TASK REQUIREMENTS ▸ Search the records below for the word "before", then return every line where it appears.

DATA SHOWN ▸
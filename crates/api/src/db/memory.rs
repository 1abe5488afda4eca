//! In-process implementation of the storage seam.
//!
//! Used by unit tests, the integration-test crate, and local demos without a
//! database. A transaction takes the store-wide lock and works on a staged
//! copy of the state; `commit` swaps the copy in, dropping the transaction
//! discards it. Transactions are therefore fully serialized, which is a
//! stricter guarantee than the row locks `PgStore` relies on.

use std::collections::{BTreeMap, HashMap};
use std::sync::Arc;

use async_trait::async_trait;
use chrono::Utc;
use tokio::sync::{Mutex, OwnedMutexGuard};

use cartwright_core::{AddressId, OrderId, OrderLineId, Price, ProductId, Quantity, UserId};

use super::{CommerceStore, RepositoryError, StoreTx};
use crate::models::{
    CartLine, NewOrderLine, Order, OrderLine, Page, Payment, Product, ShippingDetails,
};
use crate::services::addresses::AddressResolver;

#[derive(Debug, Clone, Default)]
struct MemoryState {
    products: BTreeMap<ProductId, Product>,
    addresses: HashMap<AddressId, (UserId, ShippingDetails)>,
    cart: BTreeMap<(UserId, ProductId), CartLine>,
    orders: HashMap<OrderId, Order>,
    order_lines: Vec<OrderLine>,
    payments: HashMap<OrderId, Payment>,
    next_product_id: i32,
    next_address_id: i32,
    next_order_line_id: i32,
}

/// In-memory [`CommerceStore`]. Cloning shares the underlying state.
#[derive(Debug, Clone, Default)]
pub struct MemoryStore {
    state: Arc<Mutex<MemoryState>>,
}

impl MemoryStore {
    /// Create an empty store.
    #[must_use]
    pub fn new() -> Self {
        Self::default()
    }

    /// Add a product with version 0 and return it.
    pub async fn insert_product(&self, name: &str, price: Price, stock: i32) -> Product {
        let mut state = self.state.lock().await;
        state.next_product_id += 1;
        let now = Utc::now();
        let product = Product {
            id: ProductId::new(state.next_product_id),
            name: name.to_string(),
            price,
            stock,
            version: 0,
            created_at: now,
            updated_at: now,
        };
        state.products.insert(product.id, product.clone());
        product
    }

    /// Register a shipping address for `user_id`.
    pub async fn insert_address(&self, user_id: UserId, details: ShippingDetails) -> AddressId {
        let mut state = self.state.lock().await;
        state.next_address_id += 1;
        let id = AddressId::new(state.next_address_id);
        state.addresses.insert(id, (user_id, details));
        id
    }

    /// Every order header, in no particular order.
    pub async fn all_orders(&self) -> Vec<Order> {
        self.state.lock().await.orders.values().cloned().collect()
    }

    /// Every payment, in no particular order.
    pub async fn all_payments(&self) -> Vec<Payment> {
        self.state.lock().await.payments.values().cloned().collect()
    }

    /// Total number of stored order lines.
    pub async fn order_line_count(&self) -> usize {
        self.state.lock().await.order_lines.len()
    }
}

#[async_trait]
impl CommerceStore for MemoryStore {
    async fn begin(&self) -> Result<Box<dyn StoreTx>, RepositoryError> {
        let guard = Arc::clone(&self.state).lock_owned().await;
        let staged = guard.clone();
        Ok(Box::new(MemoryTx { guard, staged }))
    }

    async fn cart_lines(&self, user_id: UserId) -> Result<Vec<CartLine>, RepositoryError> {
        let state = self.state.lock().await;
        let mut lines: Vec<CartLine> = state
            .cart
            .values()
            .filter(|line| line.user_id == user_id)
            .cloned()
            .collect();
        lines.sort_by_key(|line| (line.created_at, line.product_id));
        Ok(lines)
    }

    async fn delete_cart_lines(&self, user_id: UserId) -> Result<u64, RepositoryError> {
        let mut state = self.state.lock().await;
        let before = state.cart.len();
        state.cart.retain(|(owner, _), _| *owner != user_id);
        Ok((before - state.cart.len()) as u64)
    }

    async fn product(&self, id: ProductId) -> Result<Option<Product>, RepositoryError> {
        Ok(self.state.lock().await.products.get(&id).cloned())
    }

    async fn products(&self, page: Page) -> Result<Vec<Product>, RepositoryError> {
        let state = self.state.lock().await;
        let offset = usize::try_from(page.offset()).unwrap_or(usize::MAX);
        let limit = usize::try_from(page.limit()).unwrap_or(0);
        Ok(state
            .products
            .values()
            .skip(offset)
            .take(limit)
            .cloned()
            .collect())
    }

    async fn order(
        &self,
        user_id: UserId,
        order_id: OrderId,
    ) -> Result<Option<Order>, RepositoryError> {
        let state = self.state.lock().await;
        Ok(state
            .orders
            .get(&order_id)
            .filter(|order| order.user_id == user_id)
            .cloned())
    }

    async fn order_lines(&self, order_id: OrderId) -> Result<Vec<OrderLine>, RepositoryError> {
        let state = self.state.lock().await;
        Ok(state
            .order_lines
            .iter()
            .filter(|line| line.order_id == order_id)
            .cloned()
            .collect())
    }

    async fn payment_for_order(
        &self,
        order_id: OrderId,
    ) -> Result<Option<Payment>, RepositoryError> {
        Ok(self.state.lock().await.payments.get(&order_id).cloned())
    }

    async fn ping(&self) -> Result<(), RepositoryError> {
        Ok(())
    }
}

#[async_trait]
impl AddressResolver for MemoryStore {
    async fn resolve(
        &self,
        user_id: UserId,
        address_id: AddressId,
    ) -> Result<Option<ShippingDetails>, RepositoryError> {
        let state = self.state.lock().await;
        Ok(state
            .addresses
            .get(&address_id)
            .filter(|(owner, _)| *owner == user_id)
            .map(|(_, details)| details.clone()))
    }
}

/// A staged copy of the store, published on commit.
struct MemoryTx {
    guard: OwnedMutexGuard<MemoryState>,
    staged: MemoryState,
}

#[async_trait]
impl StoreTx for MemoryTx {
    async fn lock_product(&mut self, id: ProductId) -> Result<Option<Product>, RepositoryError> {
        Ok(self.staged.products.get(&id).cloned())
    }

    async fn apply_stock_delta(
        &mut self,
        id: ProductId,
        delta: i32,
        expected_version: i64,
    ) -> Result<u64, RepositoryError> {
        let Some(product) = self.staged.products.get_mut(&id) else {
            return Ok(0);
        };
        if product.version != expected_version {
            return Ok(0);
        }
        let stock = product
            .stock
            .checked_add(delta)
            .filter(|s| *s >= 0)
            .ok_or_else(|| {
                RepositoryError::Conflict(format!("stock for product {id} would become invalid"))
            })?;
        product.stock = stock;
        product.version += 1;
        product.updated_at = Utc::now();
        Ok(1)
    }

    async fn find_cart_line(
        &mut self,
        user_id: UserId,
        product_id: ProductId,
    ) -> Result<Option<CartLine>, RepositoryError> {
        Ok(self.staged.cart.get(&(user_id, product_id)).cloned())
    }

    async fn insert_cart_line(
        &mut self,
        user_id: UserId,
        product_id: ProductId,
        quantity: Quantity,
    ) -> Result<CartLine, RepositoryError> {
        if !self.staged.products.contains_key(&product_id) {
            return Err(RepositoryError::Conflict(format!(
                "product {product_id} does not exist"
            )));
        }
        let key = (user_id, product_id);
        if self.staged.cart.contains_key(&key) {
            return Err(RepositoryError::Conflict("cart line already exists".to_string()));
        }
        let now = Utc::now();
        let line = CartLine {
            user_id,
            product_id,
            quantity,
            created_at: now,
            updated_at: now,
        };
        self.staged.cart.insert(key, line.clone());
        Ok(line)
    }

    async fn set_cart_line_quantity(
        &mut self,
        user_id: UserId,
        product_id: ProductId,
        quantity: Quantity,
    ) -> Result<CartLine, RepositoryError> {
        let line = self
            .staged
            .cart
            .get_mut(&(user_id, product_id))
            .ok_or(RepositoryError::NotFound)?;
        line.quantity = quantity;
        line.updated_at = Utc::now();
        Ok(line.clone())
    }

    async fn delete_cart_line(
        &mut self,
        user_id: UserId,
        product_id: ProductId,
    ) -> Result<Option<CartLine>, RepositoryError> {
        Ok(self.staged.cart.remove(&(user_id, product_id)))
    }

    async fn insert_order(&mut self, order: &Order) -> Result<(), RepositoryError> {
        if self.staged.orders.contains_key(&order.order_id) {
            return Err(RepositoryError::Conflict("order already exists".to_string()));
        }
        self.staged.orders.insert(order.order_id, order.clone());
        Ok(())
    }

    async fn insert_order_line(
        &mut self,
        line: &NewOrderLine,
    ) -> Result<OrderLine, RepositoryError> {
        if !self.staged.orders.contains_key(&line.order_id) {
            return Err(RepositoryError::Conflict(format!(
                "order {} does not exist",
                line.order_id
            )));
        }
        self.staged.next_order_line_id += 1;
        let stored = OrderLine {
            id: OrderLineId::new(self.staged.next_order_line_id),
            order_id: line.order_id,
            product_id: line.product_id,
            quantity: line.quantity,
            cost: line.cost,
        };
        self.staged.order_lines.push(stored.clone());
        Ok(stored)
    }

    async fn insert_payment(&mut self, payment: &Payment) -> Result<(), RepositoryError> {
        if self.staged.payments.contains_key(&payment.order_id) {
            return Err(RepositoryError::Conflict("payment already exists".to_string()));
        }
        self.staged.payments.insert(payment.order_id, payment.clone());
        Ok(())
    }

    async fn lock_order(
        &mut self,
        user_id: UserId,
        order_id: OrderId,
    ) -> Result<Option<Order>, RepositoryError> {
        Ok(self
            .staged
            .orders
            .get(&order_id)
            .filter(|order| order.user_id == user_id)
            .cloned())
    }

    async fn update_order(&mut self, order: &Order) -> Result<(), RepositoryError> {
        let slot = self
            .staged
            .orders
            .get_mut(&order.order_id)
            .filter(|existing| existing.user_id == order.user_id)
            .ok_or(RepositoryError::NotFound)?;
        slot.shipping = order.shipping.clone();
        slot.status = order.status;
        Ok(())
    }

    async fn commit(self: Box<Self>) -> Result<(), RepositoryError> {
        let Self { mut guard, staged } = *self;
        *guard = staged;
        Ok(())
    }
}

OUTPUT BELOW ▸
        let before = state.cart.len();
        Ok((before - state.cart.len()) as u64)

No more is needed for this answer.